### Data excerpts
//! Batch normalizer: drives one run from raw collection units to canonical
//! output.
//!
//! A run moves through `Start → Loading → Processing → Finalizing → Done`:
//!
//! 1. **Loading**: discover and parse every collection unit, and read the
//!    first-seen index of earlier output. A unit that fails to load is
//!    counted and skipped.
//! 2. **Processing**: normalize every record of every loaded unit. Units run
//!    in parallel on the blocking pool, bounded by the worker count; records
//!    never share mutable state.
//! 3. **Finalizing**: write accepted articles and the run summary.
//!
//! Rejected records and failed writes are counted in `errors` and never stop
//! the run. The only fatal outcome is [`RunError::Aborted`]: not a single
//! unit could be loaded.

use crate::config::RunOptions;
use crate::error::{LoadError, RunError};
use crate::models::{CollectionUnit, RunStatistics, RunSummary};
use crate::normalize::identity::{ArticleIdentity, ExistingIndex};
use crate::normalize::{NormalizeContext, Normalized, normalize_record};
use crate::outputs::{json, summary};
use crate::reader;
use crate::utils::{ensure_writable_dir, truncate_for_log};
use chrono::Utc;
use futures::stream::{self, StreamExt};
use std::collections::HashSet;
use std::path::PathBuf;
use std::sync::Arc;
use tracing::{debug, error, info, instrument, warn};

#[derive(Debug, Clone, Copy, PartialEq, Eq)]
pub enum RunPhase {
    Start,
    Loading,
    Processing,
    Finalizing,
    Done,
}

/// What a completed run reports back to its caller.
#[derive(Debug, Clone)]
pub struct RunReport {
    pub stats: RunStatistics,
    /// UTC epoch seconds used as first-seen time for new identities.
    pub started_at: i64,
    pub summary_path: Option<PathBuf>,
    /// Articles whose body fell back to plain text.
    pub degraded: usize,
    /// Articles whose publication date could not be resolved.
    pub unresolved_timestamps: usize,
    /// Records dropped because an earlier record in this run had the same identity.
    pub duplicates: usize,
}

/// Result of normalizing every record in one unit.
#[derive(Debug, Default)]
struct UnitOutcome {
    accepted: Vec<Normalized>,
    rejected: usize,
}

/// Tracks the current phase and logs every transition.
struct Run {
    phase: RunPhase,
}

impl Run {
    fn new() -> Self {
        Self {
            phase: RunPhase::Start,
        }
    }

    fn advance(&mut self, next: RunPhase) {
        debug!(from = ?self.phase, to = ?next, "Run phase transition");
        self.phase = next;
    }
}

/// Run the normalizer with the current time as the run start.
pub async fn run(options: &RunOptions) -> Result<RunReport, RunError> {
    run_at(options, Utc::now().timestamp()).await
}

/// Run the normalizer with an explicit run start (UTC epoch seconds).
#[instrument(level = "info", skip_all, fields(input = %options.input_dir.display(), output = %options.output_dir.display()))]
pub async fn run_at(options: &RunOptions, started_at: i64) -> Result<RunReport, RunError> {
    let mut run = Run::new();
    let mut stats = RunStatistics::default();
    let options = Arc::new(options.clone());
    // A zero-sized buffer never polls its futures.
    let workers = options.workers.max(1);

    ensure_writable_dir(&options.output_dir)
        .await
        .map_err(|source| RunError::OutputDir {
            path: options.output_dir.clone(),
            source,
        })?;

    // ---- Loading ----
    run.advance(RunPhase::Loading);
    let unit_paths = match reader::discover_units(&options.input_dir, &options.skip_prefix).await {
        Ok(paths) => paths,
        Err(e) => {
            error!(error = %e, "Could not list collection units");
            stats.errors += 1;
            Vec::new()
        }
    };

    let loaded: Vec<Result<CollectionUnit, LoadError>> = stream::iter(unit_paths)
        .map(|path| async move { reader::read_unit(&path).await })
        .buffered(workers)
        .collect()
        .await;

    let mut units = Vec::with_capacity(loaded.len());
    for result in loaded {
        match result {
            Ok(unit) => units.push(unit),
            Err(e) => {
                warn!(error = %e, "Skipping collection unit that failed to load");
                stats.errors += 1;
            }
        }
    }

    if units.is_empty() {
        run.advance(RunPhase::Finalizing);
        error!(errors = stats.errors, "No collection units could be loaded; aborting run");
        let summary = RunSummary::new(options.source.clone(), stats);
        if let Err(e) = summary::write_summary(&options.output_dir, &summary).await {
            error!(error = %e, "Failed to write run summary");
        }
        return Err(RunError::Aborted { stats });
    }

    let existing = Arc::new(json::load_existing_index(&options.output_dir).await);
    info!(
        units = units.len(),
        records = units.iter().map(CollectionUnit::record_count).sum::<usize>(),
        known_identities = existing.len(),
        "Loading complete"
    );

    // ---- Processing ----
    run.advance(RunPhase::Processing);
    let outcomes: Vec<(PathBuf, Result<UnitOutcome, tokio::task::JoinError>)> = stream::iter(units)
        .map(|unit| {
            let existing = Arc::clone(&existing);
            let options = Arc::clone(&options);
            async move {
                let path = unit.path.clone();
                let outcome = tokio::task::spawn_blocking(move || {
                    process_unit(&unit, &existing, &options, started_at)
                })
                .await;
                (path, outcome)
            }
        })
        .buffered(workers)
        .collect()
        .await;

    let mut accepted = Vec::new();
    for (path, outcome) in outcomes {
        match outcome {
            Ok(outcome) => {
                stats.files_processed += 1;
                stats.errors += outcome.rejected;
                info!(
                    path = %path.display(),
                    accepted = outcome.accepted.len(),
                    rejected = outcome.rejected,
                    "Processed collection unit"
                );
                accepted.extend(outcome.accepted);
            }
            Err(e) => {
                error!(path = %path.display(), error = %e, "Worker failed while processing unit");
                stats.errors += 1;
            }
        }
    }

    // ---- Finalizing ----
    run.advance(RunPhase::Finalizing);
    let degraded = accepted.iter().filter(|n| n.degraded).count();
    let unresolved_timestamps = accepted.iter().filter(|n| n.timestamp_unresolved).count();

    let mut seen: HashSet<ArticleIdentity> = HashSet::new();
    let before = accepted.len();
    accepted.retain(|n| {
        let fresh = seen.insert(n.identity.clone());
        if !fresh {
            debug!(identity = %n.identity, url = %n.article.url, "Dropping duplicate article within run");
        }
        fresh
    });
    let duplicates = before - accepted.len();

    let writes: Vec<_> = stream::iter(accepted.iter())
        .map(|n| json::write_article(&options.output_dir, &n.identity, &n.article))
        .buffer_unordered(workers)
        .collect()
        .await;
    for result in writes {
        match result {
            Ok(_) => stats.articles_normalized += 1,
            Err(e) => {
                error!(error = %e, "Failed to write article");
                stats.errors += 1;
            }
        }
    }

    let summary = RunSummary::new(options.source.clone(), stats);
    let summary_path = match summary::write_summary(&options.output_dir, &summary).await {
        Ok(path) => Some(path),
        Err(e) => {
            error!(error = %e, "Failed to write run summary");
            None
        }
    };

    run.advance(RunPhase::Done);
    info!(
        files_processed = stats.files_processed,
        articles_normalized = stats.articles_normalized,
        errors = stats.errors,
        degraded,
        unresolved_timestamps,
        duplicates,
        "Normalization complete"
    );

    Ok(RunReport {
        stats,
        started_at,
        summary_path,
        degraded,
        unresolved_timestamps,
        duplicates,
    })
}

/// Normalize every record of one unit. Pure apart from logging.
fn process_unit(
    unit: &CollectionUnit,
    existing: &ExistingIndex,
    options: &RunOptions,
    started_at: i64,
) -> UnitOutcome {
    let mut outcome = UnitOutcome::default();
    for batch in &unit.batches {
        let ctx = NormalizeContext {
            source_domain: &batch.source,
            run_started_at: started_at,
            existing,
            tz_hint: options.zone_for(&batch.source),
        };
        for (index, raw) in batch.records.iter().enumerate() {
            match normalize_record(raw, &ctx) {
                Ok(normalized) => {
                    if normalized.degraded {
                        warn!(
                            source = %batch.source,
                            index,
                            url = %normalized.article.url,
                            "Markup conversion degraded to plain text"
                        );
                    }
                    if normalized.timestamp_unresolved {
                        debug!(
                            source = %batch.source,
                            index,
                            date = ?normalized.article.publication_date,
                            "Publication date unresolved"
                        );
                    }
                    outcome.accepted.push(normalized);
                }
                Err(reason) => {
                    warn!(
                        source = %batch.source,
                        index,
                        title = %truncate_for_log(raw.title.as_deref().unwrap_or(""), 80),
                        %reason,
                        "Rejected record"
                    );
                    outcome.rejected += 1;
                }
            }
        }
    }
    outcome
}
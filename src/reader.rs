//! Raw record reader for collected feed dumps.
//!
//! A collection unit is one JSON file written by the collector. Two shapes
//! are understood:
//!
//! | Shape | Example | Source identifier |
//! |-------|---------|-------------------|
//! | TownNews search feed | `{"total": 100, "rows": [...]}` | file stem, `_` → `.` |
//! | Source mapping | `{"example.com": [...], "other.org": [...]}` | each key |
//!
//! A bare top-level array is also accepted and treated like a feed. Every
//! record is resolved into a [`RawArticleRecord`] right here, so the rest of
//! the pipeline works on typed optional fields. Missing keys and wrongly
//! typed values resolve to `None`/empty; they never fail the unit.

use crate::error::LoadError;
use crate::models::{CollectionUnit, RawArticleRecord, SourceBatch};
use crate::utils::{bare_hostname, source_domain_from_path};
use serde_json::{Map, Value};
use std::path::{Path, PathBuf};
use tokio::fs;
use tracing::{debug, info, instrument, warn};

const URL_KEYS: &[&str] = &["url", "link", "canonical_url"];
const TITLE_KEYS: &[&str] = &["title", "headline"];
const BODY_KEYS: &[&str] = &["body", "html", "text"];
const DATE_KEYS: &[&str] = &["publication_date", "pubDate", "published", "date"];
const BYLINE_KEYS: &[&str] = &["byline", "author"];
const TAXONOMY_KEYS: &[&str] = &["keywords", "sections", "tags", "categories", "topics"];
const TERM_NAME_KEYS: &[&str] = &["name", "title", "label"];
const AUTHOR_NAME_KEYS: &[&str] = &["name", "screen_name"];
const IMAGE_KEYS: &[&str] = &["image_url", "image", "preview", "thumbnail"];
const EXCERPT_KEYS: &[&str] = &["prologue", "summary", "description"];
const WORD_COUNT_KEYS: &[&str] = &["word_count", "wordcount"];

/// Find every collection unit below `root`.
///
/// Walks the directory tree (the collector nests units as
/// `<date>/<epoch>/<domain>.json`) and returns the `.json` files whose name
/// does not start with `skip_prefix`, sorted for a stable processing order.
/// A `root` that is itself a file is returned as the only unit.
#[instrument(level = "info", skip_all, fields(root = %root.display()))]
pub async fn discover_units(root: &Path, skip_prefix: &str) -> Result<Vec<PathBuf>, LoadError> {
    let io_err = |source| LoadError::Io {
        path: root.to_path_buf(),
        source,
    };

    let meta = fs::metadata(root).await.map_err(io_err)?;
    if meta.is_file() {
        return Ok(vec![root.to_path_buf()]);
    }

    let mut units = Vec::new();
    let mut pending = vec![root.to_path_buf()];
    while let Some(dir) = pending.pop() {
        let mut entries = match fs::read_dir(&dir).await {
            Ok(entries) => entries,
            Err(e) if dir == root => return Err(io_err(e)),
            Err(e) => {
                warn!(dir = %dir.display(), error = %e, "Skipping unreadable directory");
                continue;
            }
        };
        while let Ok(Some(entry)) = entries.next_entry().await {
            let path = entry.path();
            let Ok(file_type) = entry.file_type().await else {
                continue;
            };
            if file_type.is_dir() {
                pending.push(path);
            } else if is_unit_file(&path, skip_prefix) {
                units.push(path);
            }
        }
    }

    units.sort();
    info!(count = units.len(), "Discovered collection units");
    Ok(units)
}

fn is_unit_file(path: &Path, skip_prefix: &str) -> bool {
    let is_json = path.extension().is_some_and(|ext| ext == "json");
    let skipped = !skip_prefix.is_empty()
        && path
            .file_name()
            .is_some_and(|name| name.to_string_lossy().starts_with(skip_prefix));
    is_json && !skipped
}

/// Read and parse one collection unit from disk.
#[instrument(level = "debug", skip_all, fields(path = %path.display()))]
pub async fn read_unit(path: &Path) -> Result<CollectionUnit, LoadError> {
    let contents = fs::read_to_string(path).await.map_err(|source| LoadError::Io {
        path: path.to_path_buf(),
        source,
    })?;
    let unit = parse_unit(path, &contents)?;
    debug!(records = unit.record_count(), batches = unit.batches.len(), "Loaded unit");
    Ok(unit)
}

/// Parse the text of one collection unit.
pub fn parse_unit(path: &Path, contents: &str) -> Result<CollectionUnit, LoadError> {
    let data: Value = serde_json::from_str(contents).map_err(|source| LoadError::Json {
        path: path.to_path_buf(),
        source,
    })?;
    let unsupported = |reason: &str| LoadError::UnsupportedShape {
        path: path.to_path_buf(),
        reason: reason.to_string(),
    };

    let batches = match &data {
        Value::Array(rows) => vec![feed_batch(path, rows)],
        Value::Object(obj) => match obj.get("rows") {
            Some(Value::Array(rows)) => vec![feed_batch(path, rows)],
            Some(_) => return Err(unsupported("`rows` is not an array")),
            None => {
                let batches: Vec<SourceBatch> = obj
                    .iter()
                    .filter_map(|(source, value)| {
                        let rows = value.as_array()?;
                        Some(SourceBatch {
                            source: bare_hostname(source),
                            records: rows.iter().map(read_record).collect(),
                        })
                    })
                    .collect();
                if batches.is_empty() {
                    return Err(unsupported("no `rows` array and no source → records mapping"));
                }
                batches
            }
        },
        _ => return Err(unsupported("top-level value is neither an object nor an array")),
    };

    Ok(CollectionUnit {
        path: path.to_path_buf(),
        batches,
    })
}

fn feed_batch(path: &Path, rows: &[Value]) -> SourceBatch {
    SourceBatch {
        source: source_domain_from_path(path),
        records: rows.iter().map(read_record).collect(),
    }
}

/// Resolve one raw JSON value into a [`RawArticleRecord`].
///
/// Non-object values produce an empty record, which the validator later
/// rejects for its missing URL.
pub fn read_record(value: &Value) -> RawArticleRecord {
    let Some(obj) = value.as_object() else {
        return RawArticleRecord::default();
    };

    let starttime = obj.get("starttime").and_then(Value::as_object);
    // Kept verbatim; the timestamp parser does its own trimming.
    let publication_date = starttime
        .and_then(|st| first_verbatim_string(st, &["iso8601", "rfc2822"]))
        .or_else(|| first_verbatim_string(obj, DATE_KEYS));
    let publication_epoch_millis = starttime.and_then(|st| st.get("utc")).and_then(as_i64);

    let authors = match obj.get("authors") {
        Some(Value::Array(items)) => items.iter().filter_map(author_name).collect(),
        Some(Value::String(s)) if !s.trim().is_empty() => vec![s.trim().to_string()],
        _ => Vec::new(),
    };

    RawArticleRecord {
        url: first_string(obj, URL_KEYS),
        title: first_string(obj, TITLE_KEYS),
        body_html: body_html(obj),
        publication_date,
        publication_epoch_millis,
        authors,
        byline: first_string(obj, BYLINE_KEYS),
        taxonomies: TAXONOMY_KEYS
            .iter()
            .filter_map(|key| obj.get(*key))
            .map(taxonomy_terms)
            .collect(),
        image_url: IMAGE_KEYS.iter().find_map(|key| obj.get(*key).and_then(image_url)),
        excerpt: first_string(obj, EXCERPT_KEYS),
        word_count: WORD_COUNT_KEYS
            .iter()
            .find_map(|key| obj.get(*key).and_then(as_i64))
            .and_then(|n| u64::try_from(n).ok()),
        metadata: obj.get("metadata").filter(|m| m.is_object()).cloned(),
    }
}

/// First non-blank string value among `keys`.
fn first_string(obj: &Map<String, Value>, keys: &[&str]) -> Option<String> {
    keys.iter().find_map(|key| match obj.get(*key) {
        Some(Value::String(s)) if !s.trim().is_empty() => Some(s.trim().to_string()),
        _ => None,
    })
}

/// First non-blank string value among `keys`, untrimmed.
fn first_verbatim_string(obj: &Map<String, Value>, keys: &[&str]) -> Option<String> {
    keys.iter().find_map(|key| match obj.get(*key) {
        Some(Value::String(s)) if !s.trim().is_empty() => Some(s.clone()),
        _ => None,
    })
}

fn as_i64(value: &Value) -> Option<i64> {
    match value {
        Value::Number(n) => n.as_i64().or_else(|| n.as_f64().map(|f| f as i64)),
        Value::String(s) => s.trim().parse().ok(),
        _ => None,
    }
}

/// Prologue followed by every piece of `content`, or a flat body field.
fn body_html(obj: &Map<String, Value>) -> Option<String> {
    let mut parts = Vec::new();
    if let Some(prologue) = first_string(obj, &["prologue"]) {
        if prologue.starts_with('<') {
            parts.push(prologue);
        } else {
            parts.push(format!("<p>{prologue}</p>"));
        }
    }
    if let Some(Value::Array(content)) = obj.get("content") {
        parts.extend(
            content
                .iter()
                .map(extract_text)
                .filter(|text| !text.trim().is_empty()),
        );
    } else if let Some(Value::String(content)) = obj.get("content") {
        parts.push(content.clone());
    }

    if parts.is_empty() {
        return first_string(obj, BODY_KEYS);
    }
    Some(parts.join(" "))
}

/// Recursively collect the string leaves of a content item.
fn extract_text(item: &Value) -> String {
    match item {
        Value::String(s) => s.clone(),
        Value::Array(items) => join_non_empty(items.iter().map(extract_text)),
        Value::Object(obj) => join_non_empty(obj.values().map(extract_text)),
        _ => String::new(),
    }
}

fn join_non_empty(parts: impl Iterator<Item = String>) -> String {
    parts.filter(|p| !p.is_empty()).collect::<Vec<_>>().join(" ")
}

fn author_name(item: &Value) -> Option<String> {
    match item {
        Value::String(s) if !s.trim().is_empty() => Some(s.trim().to_string()),
        Value::Object(obj) => first_string(obj, AUTHOR_NAME_KEYS),
        _ => None,
    }
}

/// Terms of one taxonomy field: a list of strings or named objects, or a
/// single comma-separated string.
fn taxonomy_terms(value: &Value) -> Vec<String> {
    match value {
        Value::String(s) => s
            .split(',')
            .map(str::trim)
            .filter(|t| !t.is_empty())
            .map(str::to_string)
            .collect(),
        Value::Array(items) => items
            .iter()
            .filter_map(|item| match item {
                Value::String(s) => Some(s.clone()),
                Value::Object(obj) => first_string(obj, TERM_NAME_KEYS),
                _ => None,
            })
            .collect(),
        _ => Vec::new(),
    }
}

fn image_url(value: &Value) -> Option<String> {
    match value {
        Value::String(s) if !s.trim().is_empty() => Some(s.trim().to_string()),
        Value::Object(obj) => first_string(obj, &["url", "src"]),
        _ => None,
    }
}
//! Run summary persistence.

use crate::error::OutputError;
use crate::models::RunSummary;
use std::path::{Path, PathBuf};
use tokio::fs;
use tracing::{info, instrument};

pub const SUMMARY_FILENAME: &str = "_normalization_summary.json";

/// Write the run summary to `{output_dir}/_normalization_summary.json`.
///
/// The leading underscore keeps the file out of both the collection-unit
/// discovery and the existing-index scan.
#[instrument(level = "info", skip_all, fields(output_dir = %output_dir.display()))]
pub async fn write_summary(output_dir: &Path, summary: &RunSummary) -> Result<PathBuf, OutputError> {
    let path = output_dir.join(SUMMARY_FILENAME);
    let json = serde_json::to_string_pretty(summary).map_err(|source| OutputError::Json {
        path: path.clone(),
        source,
    })?;
    fs::write(&path, json).await.map_err(|source| OutputError::Io {
        path: path.clone(),
        source,
    })?;
    info!(
        path = %path.display(),
        files_processed = summary.statistics.files_processed,
        articles_normalized = summary.statistics.articles_normalized,
        errors = summary.statistics.errors,
        "Wrote run summary"
    );
    Ok(path)
}
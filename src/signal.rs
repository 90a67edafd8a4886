use std::fmt;

/// Handle returned by [`Signal::connect`], used to disconnect later.
#[derive(Debug, Clone, Copy, PartialEq, Eq, Hash)]
pub struct SubscriptionId(u64);

type Handler<T: ?Sized> = Box<dyn FnMut(&T)>;

/// Ordered observer registry.
///
/// Handlers are called synchronously by [`Signal::emit`] in the order they were
/// connected. A handler must not reach back into the object that owns the signal.
pub struct Signal<T: ?Sized> {
    next_id: u64,
    handlers: Vec<(SubscriptionId, Handler<T>)>,
}

impl<T: ?Sized> Signal<T> {
    pub fn new() -> Self {
        Self {
            next_id: 0,
            handlers: Vec::new(),
        }
    }

    pub fn connect(&mut self, handler: impl FnMut(&T) + 'static) -> SubscriptionId {
        let id = SubscriptionId(self.next_id);
        self.next_id += 1;
        self.handlers.push((id, Box::new(handler)));
        id
    }

    /// Returns false if `id` was not connected (already removed, or from another signal).
    pub fn disconnect(&mut self, id: SubscriptionId) -> bool {
        let before = self.handlers.len();
        self.handlers.retain(|(handler_id, _)| *handler_id != id);
        self.handlers.len() != before
    }

    pub fn emit(&mut self, value: &T) {
        for (_, handler) in self.handlers.iter_mut() {
            handler(value);
        }
    }

    pub fn len(&self) -> usize {
        self.handlers.len()
    }

    pub fn is_empty(&self) -> bool {
        self.handlers.is_empty()
    }
}

impl<T: ?Sized> Default for Signal<T> {
    fn default() -> Self {
        Self::new()
    }
}

impl<T: ?Sized> fmt::Debug for Signal<T> {
    fn fmt(&self, f: &mut fmt::Formatter<'_>) -> fmt::Result {
        f.debug_struct("Signal")
            .field("handlers", &self.handlers.len())
            .finish()
    }
}
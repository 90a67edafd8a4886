use std::rc::Rc;

use ar_lingo::app::App;
use ar_lingo::app_state::AppStateManager;
use ar_lingo::audio::{AudioManager, LogBackend};
use ar_lingo::config::AppConfig;
use ar_lingo::console::{self, Command};
use ar_lingo::context::{AppContext, InputQueue};
use ar_lingo::features::{ArScan, Panel, QuizPanel};
use ar_lingo::quiz::QuizData;
use ar_lingo::settings::{JsonFileStore, Settings};
use ar_lingo::words::WordDatabase;
use dotenv::dotenv;
use rand::rngs::StdRng;
use rand::SeedableRng;
use tokio::io::{AsyncBufReadExt, BufReader};
use tokio::time::{Instant, MissedTickBehavior};

type HandlerResult = Result<(), Box<dyn std::error::Error + Send + Sync>>;

#[tokio::main(flavor = "current_thread")]
async fn main() -> HandlerResult {
    // .env is optional, the process environment works too
    dotenv().ok();
    pretty_env_logger::init();
    log::info!("Starting AR Lingo...");

    let config = AppConfig::from_env()?;

    println!("Loading the word database from {}", config.words_path.display());
    let words = WordDatabase::load(&config.words_path)?;
    println!("{} word(s) loaded", words.len());

    let authored = match &config.quiz_path {
        Some(path) => {
            println!("Loading the quiz from {}", path.display());
            QuizData::load(path)?
        }
        None => QuizData::default(),
    };

    let store = JsonFileStore::open(&config.settings_path)?;
    let settings = Settings::load(&store);

    let rng = match config.seed {
        Some(seed) => StdRng::seed_from_u64(seed),
        None => StdRng::from_entropy(),
    };

    let ctx = AppContext {
        app_state: AppStateManager::new(),
        words: Rc::new(words),
        audio: AudioManager::new(Box::new(LogBackend), config.feedback.clone()),
        settings,
        store: Box::new(store),
        input: InputQueue::default(),
        rng,
    };
    let scan = ArScan::new(config.auto_show_actions, config.animation_duration);
    let quiz = QuizPanel::new(config.quiz.clone(), authored);
    let mut app = App::new(ctx, scan, quiz);

    println!("{}", console::HELP_TEXT);
    println!("{}", console::render_panel(&app));

    run(&mut app, &config).await
}

async fn run(app: &mut App, config: &AppConfig) -> HandlerResult {
    let mut lines = BufReader::new(tokio::io::stdin()).lines();
    let mut ticker = tokio::time::interval(config.tick);
    ticker.set_missed_tick_behavior(MissedTickBehavior::Delay);

    let mut last_tick = Instant::now();
    // timers move the quiz on by themselves, so redraw when it changes
    let mut last_quiz_view = String::new();

    loop {
        tokio::select! {
            _ = ticker.tick() => {
                let now = Instant::now();
                app.tick(now - last_tick);
                last_tick = now;

                if app.panel() == Panel::Quiz {
                    let view = console::render_quiz(app);
                    if view != last_quiz_view {
                        println!("{}", view);
                        last_quiz_view = view;
                    }
                }
            }
            line = lines.next_line() => {
                let line = match line? {
                    Some(line) => line,
                    None => break,
                };
                match Command::parse(&line) {
                    Ok(Command::Quit) => break,
                    Ok(command) => {
                        println!("{}", console::execute(app, command));
                        if app.panel() == Panel::Quiz {
                            last_quiz_view = console::render_quiz(app);
                        }
                    }
                    Err(console::ParseError::Empty) => {}
                    Err(err) => println!("{}", err),
                }
            }
        }
    }

    app.shutdown();
    println!("Bye!");
    Ok(())
}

### Problem
Show me all lines in the records that contain "among".

### Result below
/// First non-blank string value among `keys`.
/// First non-blank string value among `keys`, untrimmed.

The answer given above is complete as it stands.